Keeping Digital Assets Stable with Stablecoins

In the backdrop, however, is perhaps one of the key lynchpins to stymieing volatility and the despair that often accompanies it: stablecoins. The purpose of this research note, therefore, is to provide investment professionals a cursory understanding of a financial innovation within the cryptocurrency milieu that will likely receive more and more attention as investors of all stripes look for ways to garner digital asset exposure.


As the name implies, a stablecoin is a cryptocurrency whose price is stable—as in steady or fixed—and whose value is pegged to a secure asset such as a fiat currency (e.g. 1 unit of stablecoin is equal to 1 USD) or Commodity (e.g. 1 Unit of stablecoins is equal to the price of a gram of Gold) [1]. To achieve the said stability, different protocols or methodologies—discussed below in more detail—are utilized by issuers of stablecoins. To see just how “stable” relative to their espoused $1.00 peg stablecoins are, Exhibit 1 displays the price history of the top 5 stablecoins by market capitalization. [2]

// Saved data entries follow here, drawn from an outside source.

//! MCP tool implementations.
//!
//! This module contains all tools exposed by the keepsake server.

pub mod cache;
pub mod fetch;
pub mod message;

use rmcp::model::{CallToolResult, Content};
use serde::Serialize;

use crate::error::ToolError;

pub use fetch::{FetchParams, fetch_impl};
pub use message::{PostMessageParams, post_message_impl};

/// Wrap a serializable output as a successful tool result.
pub(crate) fn json_result<T: Serialize>(output: &T) -> Result<CallToolResult, ToolError> {
    let json = serde_json::to_string_pretty(output)?;
    Ok(CallToolResult::success(vec![Content::text(json)]))
}
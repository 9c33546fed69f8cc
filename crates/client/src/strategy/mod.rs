//! Fetch strategies.
//!
//! Every strategy reads and writes through the same [`StrategyContext`].
//! Writes never fail a fetch: write-through, revalidation and eviction run in
//! detached tasks whose errors are logged and dropped. Read errors count as
//! misses.

pub mod cache_first;
pub mod network_first;
pub mod offline;
pub mod stale_while_revalidate;

use std::future::Future;
use std::sync::Arc;

use keepsake_core::{AppConfig, CacheDb, Error, PartitionKind, StrategyKind};
use serde::Serialize;
use tokio::sync::Semaphore;
use tokio::task::{JoinHandle, JoinSet};
use url::Url;

use crate::fetch::{FetchResponse, Fetcher, NetworkError, Request};
use crate::routing::CacheNamer;

pub use cache_first::cache_first;
pub use network_first::network_first;
pub use stale_while_revalidate::stale_while_revalidate;

/// Where a response came from.
#[derive(Debug, Clone, Copy, PartialEq, Eq, Serialize)]
#[serde(rename_all = "snake_case")]
pub enum ResponseSource {
    Network,
    Cache,
    Offline,
    Bypass,
}

impl ResponseSource {
    pub fn as_str(&self) -> &'static str {
        match self {
            Self::Network => "network",
            Self::Cache => "cache",
            Self::Offline => "offline",
            Self::Bypass => "bypass",
        }
    }
}

/// Handle to detached work started by a strategy.
///
/// Dropping it leaves the task running. Awaiting [`Background::settle`]
/// waits for the work to land.
#[derive(Debug)]
pub struct Background {
    handle: JoinHandle<()>,
}

impl Background {
    pub(crate) fn spawn<F>(work: F) -> Self
    where
        F: Future<Output = ()> + Send + 'static,
    {
        Self { handle: tokio::spawn(work) }
    }

    pub(crate) fn from_handle(handle: JoinHandle<()>) -> Self {
        Self { handle }
    }

    /// Wait for the background work to finish.
    pub async fn settle(self) {
        if let Err(e) = self.handle.await {
            tracing::warn!("background cache task failed: {e}");
        }
    }
}

/// Result of running a request through the engine.
#[derive(Debug)]
pub struct FetchOutcome {
    pub response: FetchResponse,
    pub source: ResponseSource,
    /// Strategy that served the request; None when bypassed.
    pub strategy: Option<StrategyKind>,
    pub background: Option<Background>,
}

impl FetchOutcome {
    pub(crate) fn new(response: FetchResponse, source: ResponseSource, strategy: StrategyKind) -> Self {
        Self { response, source, strategy: Some(strategy), background: None }
    }

    pub(crate) fn bypass(response: FetchResponse) -> Self {
        Self { response, source: ResponseSource::Bypass, strategy: None, background: None }
    }

    pub(crate) fn with_background(mut self, background: Option<Background>) -> Self {
        self.background = background;
        self
    }

    /// Wait for any background work attached to this outcome.
    pub async fn settle(&mut self) {
        if let Some(background) = self.background.take() {
            background.settle().await;
        }
    }
}

/// Shared collaborators of every strategy.
#[derive(Clone)]
pub struct StrategyContext {
    pub db: CacheDb,
    pub fetcher: Arc<dyn Fetcher>,
    pub namer: CacheNamer,
    /// Budgets and trim ratio.
    pub config: Arc<AppConfig>,
    /// Cached page preferred over the synthesized offline page.
    pub offline_page: Option<Url>,
}

impl StrategyContext {
    pub fn new(config: &AppConfig, db: CacheDb, fetcher: Arc<dyn Fetcher>) -> Result<Self, Error> {
        let origin = config.origin_url().map_err(|e| Error::InvalidUrl(e.to_string()))?;
        let offline_page = match &config.offline_page {
            Some(page) => Some(
                crate::fetch::resolve(&origin, page).map_err(|e| Error::InvalidUrl(format!("{page}: {e}")))?,
            ),
            None => None,
        };

        Ok(Self {
            db,
            fetcher,
            namer: CacheNamer::from_config(config),
            config: Arc::new(config.clone()),
            offline_page,
        })
    }

    /// Byte budget of a partition of the current version, if bounded.
    pub fn budget_for(&self, partition: &str) -> Option<u64> {
        let kind = PartitionKind::ALL.into_iter().find(|kind| self.namer.name(*kind) == partition)?;
        self.config.budget_for(kind)
    }

    /// Cached response for a request; storage errors count as a miss.
    pub async fn lookup(&self, partition: &str, request: &Request) -> Option<FetchResponse> {
        let stored = match self.db.match_entry(partition, &request.key()).await {
            Ok(stored) => stored?,
            Err(e) => {
                tracing::warn!(partition, url = %request.url, "cache read failed, treating as miss: {e}");
                return None;
            }
        };

        match FetchResponse::from_stored(stored) {
            Ok(response) => Some(response),
            Err(e) => {
                tracing::warn!(partition, url = %request.url, "stored entry unreadable, treating as miss: {e}");
                None
            }
        }
    }

    /// Write a response and trim the partition if it is size-bounded.
    pub async fn store(&self, partition: &str, request: &Request, response: &FetchResponse) -> Result<(), Error> {
        if !response.is_storable() {
            return Err(Error::NotCacheable(format!("{} responded {}", request.url, response.status)));
        }

        self.db.put_entry(partition, &request.key(), response.to_stored()).await?;

        if let Some(budget) = self.budget_for(partition) {
            let report = self.db.enforce_budget(partition, budget, self.config.trim_ratio).await?;
            if !report.is_noop() {
                tracing::info!(
                    partition,
                    evicted = report.evicted.len(),
                    size_after = report.size_after,
                    "partition trimmed to budget"
                );
            }
        }

        Ok(())
    }

    /// Store a response in the background.
    ///
    /// Returns None when the response is not storable.
    pub fn write_through(&self, partition: &str, request: &Request, response: &FetchResponse) -> Option<Background> {
        if !response.is_storable() {
            tracing::debug!(url = %request.url, status = response.status.as_u16(), "response not stored");
            return None;
        }

        let ctx = self.clone();
        let partition = partition.to_string();
        let request = request.clone();
        let response = response.clone();

        Some(Background::spawn(async move {
            if let Err(e) = ctx.store(&partition, &request, &response).await {
                tracing::warn!(partition = %partition, url = %request.url, "cache write failed: {e}");
            }
        }))
    }

    /// Refresh an entry from the network in the background.
    pub fn revalidate(&self, partition: &str, request: &Request) -> Background {
        let ctx = self.clone();
        let partition = partition.to_string();
        let request = request.clone();

        Background::spawn(async move {
            match ctx.fetcher.fetch(&request).await {
                Ok(response) if response.is_storable() => {
                    if let Err(e) = ctx.store(&partition, &request, &response).await {
                        tracing::warn!(partition = %partition, url = %request.url, "cache refresh failed: {e}");
                    }
                }
                Ok(response) => {
                    tracing::debug!(url = %request.url, status = response.status.as_u16(), "refresh not stored");
                }
                Err(e) => tracing::debug!(url = %request.url, "refresh skipped: {e}"),
            }
        })
    }

    /// Fetch a request and wait for it to be stored.
    pub async fn fetch_and_store(&self, partition: &str, request: &Request) -> Result<(), Error> {
        let response = self.fetcher.fetch(request).await?;
        self.store(partition, request, &response).await
    }
}

/// One URL that could not be pre-warmed.
#[derive(Debug, Clone, PartialEq, Eq, Serialize)]
pub struct PrecacheFailure {
    pub url: String,
    pub reason: String,
}

/// Outcome of a pre-warm batch. Each URL succeeds or fails on its own.
#[derive(Debug, Clone, Default, PartialEq, Eq, Serialize)]
pub struct PrecacheReport {
    pub cached: Vec<String>,
    pub failed: Vec<PrecacheFailure>,
}

/// Fetch and store a batch of requests with bounded concurrency.
///
/// Results are reported in input order.
pub async fn precache(
    ctx: &StrategyContext, items: Vec<(String, Request)>, max_concurrency: usize,
) -> PrecacheReport {
    let semaphore = Arc::new(Semaphore::new(max_concurrency.max(1)));
    let mut join_set = JoinSet::new();

    for (index, (partition, request)) in items.into_iter().enumerate() {
        let semaphore = semaphore.clone();
        let ctx = ctx.clone();

        join_set.spawn(async move {
            // Hold permit for task duration to enforce concurrency limit
            let _permit = semaphore.acquire_owned().await;
            let result = ctx.fetch_and_store(&partition, &request).await;
            (index, request.url.to_string(), result)
        });
    }

    let mut results = Vec::new();
    while let Some(joined) = join_set.join_next().await {
        match joined {
            Ok(item) => results.push(item),
            Err(e) => tracing::warn!("precache task failed: {e}"),
        }
    }
    results.sort_by_key(|(index, _, _)| *index);

    let mut report = PrecacheReport::default();
    for (_, url, result) in results {
        match result {
            Ok(()) => report.cached.push(url),
            Err(e) => {
                tracing::warn!(url = %url, "precache failed: {e}");
                report.failed.push(PrecacheFailure { url, reason: e.to_string() });
            }
        }
    }
    report
}

/// Map a network failure with no fallback to the crate error.
pub(crate) fn propagate(request: &Request, err: NetworkError) -> Error {
    tracing::debug!(url = %request.url, "no fallback for failed request: {err}");
    err.into()
}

From an application standpoint, stablecoins aim to bridge the divide between the digital asset world and the fiat currency world by offering users and investors a way to have their proverbial cake and eat it too: curbed volatility coupled with the benefits provided by the decentralized, secure, transparent, and quasi-anonymous payment system afforded by blockchain technology and cryptocurrencies.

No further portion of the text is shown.